Glioblastoma (GBM) is the most common and aggressive primary brain tumor with a median survival of 15-21 months. It remains universally fatal and has proven refractory to immunotherapies that are successful in treating other solid cancers. Two major contributing factors to the failure of immunotherapies to treat GBM include its ability to cause systemic lymphopenia and a tumor microenvironment (TME) that is heavily infiltrated by immunosuppressive myeloid populations. In this study, we used flow cytometry to detect changes in bone marrow hematopoiesis that occur in mice with intracranial tumors. Specifically, there are decreased numbers of common lymphoid progenitors and increased numbers of granulocyte macrophage progenitors in mice with intracranial tumors compared to tumor-naïve mice and mice with subcutaneous tumors. Intracranial breast and lung metastasis models behave similarly.
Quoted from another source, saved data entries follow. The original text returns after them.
//! Tests for saga state stores

use pacsflow_core::{
    CorrelationId, ExecutionLimits, ImportOptions, SagaState, WorkflowId, WorkflowStatus,
};
use pacsflow_saga::{FileStateStore, ImportWorkflow, InMemoryStateStore, StateStore, StateStoreExt};
use serde::{Deserialize, Serialize};

fn sample() -> SagaState {
    ImportWorkflow::new_state(
        ["/in/a.dcm", "/in/b.dcm"],
        ImportOptions::default(),
        ExecutionLimits::default(),
        Some(CorrelationId::new("req-7")),
    )
}

// ===========================================================================
// File store
// ===========================================================================

#[tokio::test]
async fn file_store_round_trips_saga_state() {
    let dir = tempfile::tempdir().unwrap();
    let store = FileStateStore::new(dir.path().join("state"));
    let mut state = sample();
    state.start().unwrap();
    state.record_processed("/in/a.dcm").unwrap();
    let id = state.workflow_id;

    store.save_state(id, &state).await.unwrap();
    assert!(dir.path().join("state").join(format!("{}.json", id)).exists());

    let loaded: SagaState = store.get_state(id).await.unwrap().unwrap();
    assert_eq!(loaded, state);
    assert_eq!(loaded.status(), WorkflowStatus::Running);
    assert_eq!(loaded.correlation_id.as_str(), "req-7");
}

#[tokio::test]
async fn file_store_missing_entries() {
    let dir = tempfile::tempdir().unwrap();
    let store = FileStateStore::new(dir.path().join("never-created"));
    let missing: Option<SagaState> = store.get_state(WorkflowId::new()).await.unwrap();
    assert!(missing.is_none());
    assert!(store.ids().await.unwrap().is_empty());
    store.delete_state(WorkflowId::new()).await.unwrap();
}

#[tokio::test]
async fn list_skips_unreadable_documents() {
    let dir = tempfile::tempdir().unwrap();
    let store = FileStateStore::new(dir.path());
    let first = sample();
    let second = sample();
    store.save_state(first.workflow_id, &first).await.unwrap();
    store.save_state(second.workflow_id, &second).await.unwrap();
    std::fs::write(dir.path().join(format!("{}.json", WorkflowId::new())), b"{ not json").unwrap();
    std::fs::write(dir.path().join("notes.txt"), b"ignored").unwrap();

    let listed = store.list_sagas().await.unwrap();
    let ids: Vec<_> = listed.iter().map(|s| s.workflow_id).collect();
    assert_eq!(ids.len(), 2);
    assert!(ids.contains(&first.workflow_id) && ids.contains(&second.workflow_id));

    store.delete_state(first.workflow_id).await.unwrap();
    assert_eq!(store.list_sagas().await.unwrap().len(), 1);
}

// ===========================================================================
// Generic helpers
// ===========================================================================

#[derive(Debug, PartialEq, Serialize, Deserialize)]
struct Marker {
    label: String,
    count: u32,
}

#[tokio::test]
async fn typed_helpers_store_any_serde_value() {
    let store = InMemoryStateStore::new();
    let id = WorkflowId::new();
    let marker = Marker {
        label: "nightly".into(),
        count: 3,
    };
    store.save_state(id, &marker).await.unwrap();
    assert_eq!(store.get_state::<Marker>(id).await.unwrap(), Some(marker));
    assert!(store.get_state::<SagaState>(id).await.is_err(), "shape mismatch is an error");

    store.delete_state(id).await.unwrap();
    assert!(store.is_empty());
}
Moreover, the myeloid to T cell ratio in the TME of intracranially-implanted glioma is four-fold higher than the ratio in subcutaneously-implanted glioma. The hematopoietic changes may thus indicate a common origin for the systemic and TME-localized myeloid skewing that occurs.The mechanism through which tumors in the intracranial compartment skew bone marrow hematopoiesis is an area of intense interest. In this study, we demonstrate that hematopoietic skewing is not mediated via adrenergic signaling, IL-1beta signaling, nor the CXCR4-CXCL12 axis. Cytokine array and ELISA data both indicate that elevated M-CSF in the bone marrow of mice with intracranial tumors may play a role in promoting myeloid progenitors at the expense of lymphoid progenitors. It is well known that these two lineages compete for survival factors in the hematopoietic niche and that giving one an advantage can decrease output of the other. Further study is needed to determine the role of M-CSF in myeloid skewing in GBM. While the nature of the local and systemic shift from lymphoid to myeloid populations remains a mystery, future immunotherapeutic efficacy will hinge upon our capacity to rescue systemic T cell populations and restrict their counterproductive interactions with myeloid cells in the tumor.